OBJECTIVES: To evaluate pre-analytical challenges related to high-volume central laboratory SARS-CoV-2 antigen testing with a prototype qualitative SARS-CoV-2 antigen immunoassay run on the automated Abbott ARCHITECT instrument. METHODS: Contrived positive and negative specimens and de-identified nasal and nasopharyngeal specimens in transport media were used to evaluate specimen and reagent on-board stability, assay analytical performance and interference, and clinical performance. RESULTS: TCID50/mL values were similar for specimens in various transport media. Inactivated positive clinical specimens and viral lysate (USA-WA1/2020) were positive on the prototype immunoassay. Within-laboratory imprecision was ≤0.10 SD (<1.00 S/C) with a ≤10% CV (≥1.00 S/C). Assay reagents were stable on board the instrument for 14 days. No high-dose hook effect was observed with a SARS-CoV-2 stock of Ct 13.0 (RLU>1.0 × 106). No interference was observed from mucin, whole blood, 12 drugs, and more than 20 cross-reactants.
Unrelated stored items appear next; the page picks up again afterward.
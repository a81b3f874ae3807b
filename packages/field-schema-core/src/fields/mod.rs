//! Field tree definitions.
//!
//! A field tree arrives already validated: names are unique among
//! data-affecting siblings and every variant carries only the attributes
//! that matter for storage.

mod collection;

pub use collection::{CollectionConfig, GlobalConfig, SchemaConfig, VersionsConfig};

use serde::{Deserialize, Serialize};
use serde_json::Value;

/// Field node of a document schema.
#[derive(Debug, Clone, PartialEq, Serialize, Deserialize)]
#[serde(tag = "type", rename_all = "camelCase")]
pub enum Field {
    Text(TextField),
    Textarea(TextField),
    Email(TextField),
    Code(TextField),
    Number(NumberField),
    Date(ScalarField),
    Checkbox(ScalarField),
    RichText(ScalarField),
    Json(ScalarField),
    Point(ScalarField),
    Select(SelectField),
    Radio(SelectField),
    Relationship(RelationshipField),
    Upload(RelationshipField),
    Group(GroupField),
    Array(ArrayField),
    Blocks(BlocksField),
    Tabs(TabsField),
    Row(LayoutField),
    Collapsible(LayoutField),
    Ui(UiField),
}

impl Field {
    /// Returns the data name of the field, if it has one.
    pub fn name(&self) -> Option<&str> {
        match self {
            Field::Text(f) | Field::Textarea(f) | Field::Email(f) | Field::Code(f) => {
                Some(&f.attrs.name)
            }
            Field::Number(f) => Some(&f.attrs.name),
            Field::Date(f)
            | Field::Checkbox(f)
            | Field::RichText(f)
            | Field::Json(f)
            | Field::Point(f) => Some(&f.attrs.name),
            Field::Select(f) | Field::Radio(f) => Some(&f.attrs.name),
            Field::Relationship(f) | Field::Upload(f) => Some(&f.attrs.name),
            Field::Array(f) => Some(&f.attrs.name),
            Field::Blocks(f) => Some(&f.attrs.name),
            Field::Group(f) => f.name.as_deref(),
            Field::Tabs(_) | Field::Row(_) | Field::Collapsible(_) | Field::Ui(_) => None,
        }
    }

    /// Type tag as written in the field tree.
    pub fn kind(&self) -> &'static str {
        match self {
            Field::Text(_) => "text",
            Field::Textarea(_) => "textarea",
            Field::Email(_) => "email",
            Field::Code(_) => "code",
            Field::Number(_) => "number",
            Field::Date(_) => "date",
            Field::Checkbox(_) => "checkbox",
            Field::RichText(_) => "richText",
            Field::Json(_) => "json",
            Field::Point(_) => "point",
            Field::Select(_) => "select",
            Field::Radio(_) => "radio",
            Field::Relationship(_) => "relationship",
            Field::Upload(_) => "upload",
            Field::Group(_) => "group",
            Field::Array(_) => "array",
            Field::Blocks(_) => "blocks",
            Field::Tabs(_) => "tabs",
            Field::Row(_) => "row",
            Field::Collapsible(_) => "collapsible",
            Field::Ui(_) => "ui",
        }
    }

    /// The `_status` select added to collections with drafts enabled.
    pub fn draft_status() -> Self {
        Field::Select(SelectField {
            attrs: FieldAttrs {
                name: "_status".to_string(),
                default_value: Some(Value::String("draft".to_string())),
                index: true,
                ..FieldAttrs::default()
            },
            options: vec![
                SelectOption::Value("draft".to_string()),
                SelectOption::Value("published".to_string()),
            ],
            has_many: false,
            enum_name: None,
            db_name: None,
        })
    }
}

/// Attributes shared by every data-affecting field.
#[derive(Debug, Clone, Default, PartialEq, Serialize, Deserialize)]
#[serde(rename_all = "camelCase")]
pub struct FieldAttrs {
    pub name: String,
    #[serde(default)]
    pub localized: bool,
    #[serde(default)]
    pub unique: bool,
    #[serde(default)]
    pub index: bool,
    #[serde(default)]
    pub required: bool,
    #[serde(default, skip_serializing_if = "Option::is_none")]
    pub default_value: Option<Value>,
    /// Field is shown behind a display condition
    #[serde(default)]
    pub conditional: bool,
}

#[derive(Debug, Clone, PartialEq, Serialize, Deserialize)]
#[serde(rename_all = "camelCase")]
pub struct ScalarField {
    #[serde(flatten)]
    pub attrs: FieldAttrs,
}

#[derive(Debug, Clone, PartialEq, Serialize, Deserialize)]
#[serde(rename_all = "camelCase")]
pub struct TextField {
    #[serde(flatten)]
    pub attrs: FieldAttrs,
    #[serde(default)]
    pub has_many: bool,
}

#[derive(Debug, Clone, PartialEq, Serialize, Deserialize)]
#[serde(rename_all = "camelCase")]
pub struct NumberField {
    #[serde(flatten)]
    pub attrs: FieldAttrs,
    #[serde(default)]
    pub has_many: bool,
}

#[derive(Debug, Clone, PartialEq, Serialize, Deserialize)]
#[serde(rename_all = "camelCase")]
pub struct SelectField {
    #[serde(flatten)]
    pub attrs: FieldAttrs,
    pub options: Vec<SelectOption>,
    #[serde(default)]
    pub has_many: bool,
    /// Overrides the derived enum name
    #[serde(default, skip_serializing_if = "Option::is_none")]
    pub enum_name: Option<String>,
    /// Overrides the derived child table name of a multi-valued select
    #[serde(default, skip_serializing_if = "Option::is_none")]
    pub db_name: Option<String>,
}

impl SelectField {
    /// Option values in declaration order.
    pub fn values(&self) -> Vec<String> {
        self.options.iter().map(|o| o.value().to_string()).collect()
    }
}

/// Select option, either a bare value or a labelled value.
#[derive(Debug, Clone, PartialEq, Serialize, Deserialize)]
#[serde(untagged)]
pub enum SelectOption {
    Value(String),
    Labeled { label: String, value: String },
}

impl SelectOption {
    pub fn value(&self) -> &str {
        match self {
            SelectOption::Value(value) => value,
            SelectOption::Labeled { value, .. } => value,
        }
    }
}

#[derive(Debug, Clone, PartialEq, Serialize, Deserialize)]
#[serde(rename_all = "camelCase")]
pub struct RelationshipField {
    #[serde(flatten)]
    pub attrs: FieldAttrs,
    pub relation_to: RelationTo,
    #[serde(default)]
    pub has_many: bool,
}

/// Target collection(s) of a relationship.
#[derive(Debug, Clone, PartialEq, Serialize, Deserialize)]
#[serde(untagged)]
pub enum RelationTo {
    One(String),
    Many(Vec<String>),
}

impl RelationTo {
    /// Target slugs in declaration order.
    pub fn slugs(&self) -> Vec<&str> {
        match self {
            RelationTo::One(slug) => vec![slug.as_str()],
            RelationTo::Many(slugs) => slugs.iter().map(String::as_str).collect(),
        }
    }

    /// True when more than one collection can be referenced.
    pub fn is_polymorphic(&self) -> bool {
        matches!(self, RelationTo::Many(slugs) if slugs.len() > 1)
    }
}

/// Named or anonymous nested field set stored on the enclosing table.
#[derive(Debug, Clone, PartialEq, Serialize, Deserialize)]
#[serde(rename_all = "camelCase")]
pub struct GroupField {
    #[serde(default)]
    pub name: Option<String>,
    #[serde(default)]
    pub localized: bool,
    #[serde(default)]
    pub conditional: bool,
    pub fields: Vec<Field>,
}

#[derive(Debug, Clone, PartialEq, Serialize, Deserialize)]
#[serde(rename_all = "camelCase")]
pub struct ArrayField {
    #[serde(flatten)]
    pub attrs: FieldAttrs,
    pub fields: Vec<Field>,
    #[serde(default, skip_serializing_if = "Option::is_none")]
    pub db_name: Option<String>,
}

#[derive(Debug, Clone, PartialEq, Serialize, Deserialize)]
#[serde(rename_all = "camelCase")]
pub struct BlocksField {
    #[serde(flatten)]
    pub attrs: FieldAttrs,
    pub blocks: Vec<Block>,
}

/// Named block shape. One table per slug per root table.
#[derive(Debug, Clone, PartialEq, Serialize, Deserialize)]
#[serde(rename_all = "camelCase")]
pub struct Block {
    pub slug: String,
    pub fields: Vec<Field>,
    #[serde(default, skip_serializing_if = "Option::is_none")]
    pub db_name: Option<String>,
}

#[derive(Debug, Clone, PartialEq, Serialize, Deserialize)]
#[serde(rename_all = "camelCase")]
pub struct TabsField {
    pub tabs: Vec<Tab>,
    #[serde(default)]
    pub conditional: bool,
}

/// Tab of a tab set; a named tab stores like a group.
#[derive(Debug, Clone, PartialEq, Serialize, Deserialize)]
#[serde(rename_all = "camelCase")]
pub struct Tab {
    #[serde(default)]
    pub name: Option<String>,
    #[serde(default)]
    pub localized: bool,
    #[serde(default)]
    pub conditional: bool,
    pub fields: Vec<Field>,
}

/// Row or collapsible: layout only.
#[derive(Debug, Clone, PartialEq, Serialize, Deserialize)]
#[serde(rename_all = "camelCase")]
pub struct LayoutField {
    pub fields: Vec<Field>,
    #[serde(default)]
    pub conditional: bool,
}

#[derive(Debug, Clone, PartialEq, Serialize, Deserialize)]
pub struct UiField {
    pub name: String,
}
While specimen stability was limited at room temperature for specimens with or without viral inactivation, a single freeze/thaw cycle or long-term storage (>30 days) at -20 °C did not adversely impact specimen stability or assay performance. Specificity of the prototype SARS-CoV-2 antigen immunoassay was ≥98.5% and sensitivity was ≥89.5% across two ARCHITECT instruments. Assay sensitivity was inversely correlated with Ct and was similar to that reported for the Roche Elecsys® SARS-CoV-2 Ag immunoassay. CONCLUSIONS: The prototype SARS-CoV-2 antigen ARCHITECT immunoassay is sensitive and specific for detection of SARS-CoV-2 in nasal and nasopharyngeal specimens. Endogenous proteases in mucus may degrade the target antigen, which limits specimen storage and transport times and complicates assay workflow.